Obtaining written consent

Before embarking on an examination, the doctor must ensure that patient consent has been obtained in writing. In its booklet Seeking Patients' Consent: the Ethical Considerations,2 the GMC stipulates that where providing clinical care is not the primary purpose of the investigation and examination, written consent should be obtained.

When undertaking examinations on behalf of third parties, including employers and insurance companies, there are two issues to consider. One is consent to the examination itself and the second is disclosure of the report to the third party.

For consent to examination to be valid, the examinee must fully understand the nature and purpose of the examination, including significant consequences for his or her employment, social or personal life as a result of the report. Insurance companies and employers often request information about patients from doctors who are, or have been, responsible for their care. In these circumstances, the Access to Medical Reports Act 1988 applies.

When a company decides a medical report on an individual is necessary, it is the responsibility of the company to contact the patient and request his or her consent and to set out the individual's rights under the Act.

When giving consent the examinee should state whether or not he or she will require access to the report.
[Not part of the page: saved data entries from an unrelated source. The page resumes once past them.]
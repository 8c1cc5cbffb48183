//! Action type definition schema

use super::{check_bounded, parse_modifiers, Validated};
use mishap_core::{AxisModifiers, DefId};
use serde::{Deserialize, Serialize};
use std::collections::BTreeMap;

/// A kind of action a character can attempt, and how harshly it is judged
#[derive(Debug, Clone, PartialEq, Serialize)]
pub struct ActionDef {
    pub id: DefId,
    /// Timing or precision deviations beyond this magnitude break the action
    pub deviation_threshold: i32,
    /// Once broken, a stability final value below this cascades to failure
    pub stability_floor: i32,
    /// Deviation draws fall in `[-spread, spread]`
    pub deviation_spread: i32,
    pub high_risk: bool,
    /// Item types the action expects; empty means it is always unarmed-safe
    pub item_types: Vec<DefId>,
    /// Substituted when none of the expected items is at hand
    pub unarmed_modifiers: AxisModifiers,
    pub description: String,
}

#[derive(Debug, Clone, Deserialize)]
pub(crate) struct RawActionDef {
    pub id: DefId,
    #[serde(default = "default_threshold")]
    pub deviation_threshold: i32,
    #[serde(default)]
    pub stability_floor: i32,
    #[serde(default = "default_spread")]
    pub deviation_spread: i32,
    #[serde(default)]
    pub high_risk: bool,
    #[serde(default)]
    pub item_types: Vec<DefId>,
    #[serde(default)]
    pub unarmed_modifiers: BTreeMap<String, i32>,
    #[serde(default)]
    pub description: String,
}

fn default_threshold() -> i32 {
    2
}

fn default_spread() -> i32 {
    3
}

impl RawActionDef {
    pub fn validate(self) -> Validated<ActionDef> {
        if self.deviation_threshold < 0 {
            return Err(format!(
                "deviation threshold must be >= 0, got {}",
                self.deviation_threshold
            ));
        }
        if self.deviation_spread < 0 {
            return Err(format!(
                "deviation spread must be >= 0, got {}",
                self.deviation_spread
            ));
        }
        check_bounded("deviation threshold", self.deviation_threshold)?;
        check_bounded("stability floor", self.stability_floor)?;
        check_bounded("deviation spread", self.deviation_spread)?;
        Ok(ActionDef {
            unarmed_modifiers: parse_modifiers(&self.unarmed_modifiers)?,
            id: self.id,
            deviation_threshold: self.deviation_threshold,
            stability_floor: self.stability_floor,
            deviation_spread: self.deviation_spread,
            high_risk: self.high_risk,
            item_types: self.item_types,
            description: self.description,
        })
    }
}

impl ActionDef {
    pub fn new(id: impl Into<DefId>) -> Self {
        Self {
            id: id.into(),
            deviation_threshold: default_threshold(),
            stability_floor: 0,
            deviation_spread: default_spread(),
            high_risk: false,
            item_types: Vec::new(),
            unarmed_modifiers: AxisModifiers::new(),
            description: String::new(),
        }
    }

    pub fn expects_items(&self) -> bool {
        !self.item_types.is_empty()
    }
}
The consent and decision on access are then notified to the doctor.

If the patient requires access to the report, he or she has 21 days from completion of the report to make appropriate arrangements to see it. If there is no request for access or no arrangements are made, the report can be dispatched to the company.

Examinees requiring access can authorise dispatch of the report, request alterations prior to dispatch, make their own comments to be attached to the report or refuse to allow the report to be dispatched to the company. Where amendments are requested, GPs should not allow themselves to be cajoled or persuaded into making changes which render the report inaccurate but should correct any factual inaccuracies and be prepared to consider rephrasing parts of the report if they appear misleading.
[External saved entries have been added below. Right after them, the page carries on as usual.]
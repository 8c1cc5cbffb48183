//! Item forging

use crate::error::{Error, Result};
use chrono::{DateTime, Utc};
use mishap_content::ContentLibrary;
use mishap_core::{Character, DefId, Item, ItemId, MakerProfile};
use tracing::{debug, instrument};

/// Forges items, freezing a snapshot of their maker
pub struct Forge<'a> {
    library: &'a ContentLibrary,
}

impl<'a> Forge<'a> {
    pub fn new(library: &'a ContentLibrary) -> Self {
        Self { library }
    }

    /// Forge an item
    ///
    /// Quirks are the item type's defaults followed by `custom_quirks`, in
    /// first-seen order without repeats. An item type the library does not
    /// know simply has no defaults. Deactivated creators may still forge.
    #[instrument(skip(self, creator, created_at), fields(creator = %creator.id()))]
    pub fn create(
        &self,
        id: ItemId,
        item_type: &DefId,
        creator: &Character,
        custom_quirks: &[DefId],
        created_at: DateTime<Utc>,
    ) -> Result<Item> {
        if let Some(unknown) = custom_quirks
            .iter()
            .find(|q| self.library.item_quirk(q).is_none())
        {
            return Err(Error::UnknownItemQuirk(unknown.clone()));
        }

        let defaults = self
            .library
            .item_type(item_type)
            .map(|t| t.default_quirks.as_slice())
            .unwrap_or_default();

        let mut quirks: Vec<DefId> = Vec::with_capacity(defaults.len() + custom_quirks.len());
        for quirk in defaults.iter().chain(custom_quirks) {
            if !quirks.contains(quirk) {
                quirks.push(quirk.clone());
            }
        }

        let item = Item {
            id,
            item_type: item_type.clone(),
            creator: creator.id(),
            maker_profile: MakerProfile::capture(creator, created_at),
            quirks,
            created_at,
        };
        debug!(item = %item.id, quirks = item.quirks.len(), "forged item");
        Ok(item)
    }
}

#[cfg(test)]
mod tests {
    use super::*;
    use crate::issuer::Issuer;
    use mishap_content::Loader;
    use mishap_core::Reputation;

    fn setup() -> (ContentLibrary, Character) {
        let library = Loader::builtin().unwrap();
        let character = Issuer::new(&library).issue("acct", "f", "maker").unwrap();
        (library, character)
    }

    #[test]
    fn test_defaults_then_custom_without_repeats() {
        let (library, maker) = setup();
        let forge = Forge::new(&library);

        let item = forge
            .create(
                ItemId(1),
                &DefId::new("fishing_rod"),
                &maker,
                &[DefId::new("loud_hinge"), DefId::new("springy_rod")],
                Utc::now(),
            )
            .unwrap();

        assert_eq!(
            item.quirks,
            vec![DefId::new("springy_rod"), DefId::new("loud_hinge")]
        );
        assert_eq!(item.creator, maker.id());
    }

    #[test]
    fn test_unknown_custom_quirk_rejected() {
        let (library, maker) = setup();
        let err = Forge::new(&library)
            .create(
                ItemId(1),
                &DefId::new("lantern"),
                &maker,
                &[DefId::new("glows_ominously")],
                Utc::now(),
            )
            .unwrap_err();
        assert_eq!(err.kind().code(), "UNKNOWN_ITEM_QUIRK");
    }

    #[test]
    fn test_unknown_type_is_a_baseline() {
        let (library, maker) = setup();
        let item = Forge::new(&library)
            .create(ItemId(2), &DefId::new("teaspoon"), &maker, &[], Utc::now())
            .unwrap();
        assert!(item.is_baseline());
    }

    #[test]
    fn test_maker_profile_is_frozen() {
        let (library, mut maker) = setup();
        let item = Forge::new(&library)
            .create(ItemId(3), &DefId::new("lockpick"), &maker, &[], Utc::now())
            .unwrap();
        let snapshot = item.maker_profile.clone();

        maker.update_reputation(Reputation::new(9, "famous now"));
        maker.deactivate();

        assert_eq!(item.maker_profile, snapshot);
        assert_eq!(item.maker_profile.attributes, *maker.attributes());
        assert_eq!(item.maker_profile.quirks, maker.quirks());

        // a deactivated maker can still forge
        assert!(Forge::new(&library)
            .create(ItemId(4), &DefId::new("lantern"), &maker, &[], Utc::now())
            .is_ok());
    }
}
Disclosure of reports must be strictly within the limits of the authority granted by the examinee, as illustrated by the following recent case.

In Cornelius v de Taranto,3 a forensic psychiatrist who had been instructed to complete a medical report for the purposes of litigation obtained the patient's consent to refer her to another psychiatrist for assessment and treatment but did not obtain express consent to disclose the report to the second psychiatrist and the patient's GP. The patient objected, claiming that there were factual inaccuracies in the report, and was awarded damages for the hurt feelings occasioned by unauthorised disclosure of the medico-legal report.

The Data Protection Act

Unlike the Access to Medical Reports Act which applies only to reports completed for insurance or employment purposes by doctors who are or have been responsible for the patient's care, the Data Protection Act 1998 applies to all medical reports about identifiable living individuals.

The Data Protection Act introduced sweeping changes to the law governing all aspects of processing information about identifiable individuals, setting out eight data protection principles that controllers of personal and sensitive personal data are required to follow.

Data subjects have rights of access and correction where data are inaccurate, are entitled to an explanation of the uses to which the data may be put and may receive redress, including financial compensation, where rights have been infringed.

Doctors should assume that patients will have access to anything written about them, including medical records and reports, and ensure that they are accurate and worthy of independent scrutiny.

Signing certificates or reports takes just seconds and it is tempting, especially when under pressure, to assume that the contents are correct. However, if they are not, failure to check can have devastating consequences for the doctor.

References

  1. General Medical Council. Good Medical Practice. London: GMC, May 2001.
  2. General Medical Council. Seeking Patients' Consent: the Ethical Considerations. London: GMC, November 1998.
  3. Cornelius v de Taranto [2001] EMLR 329.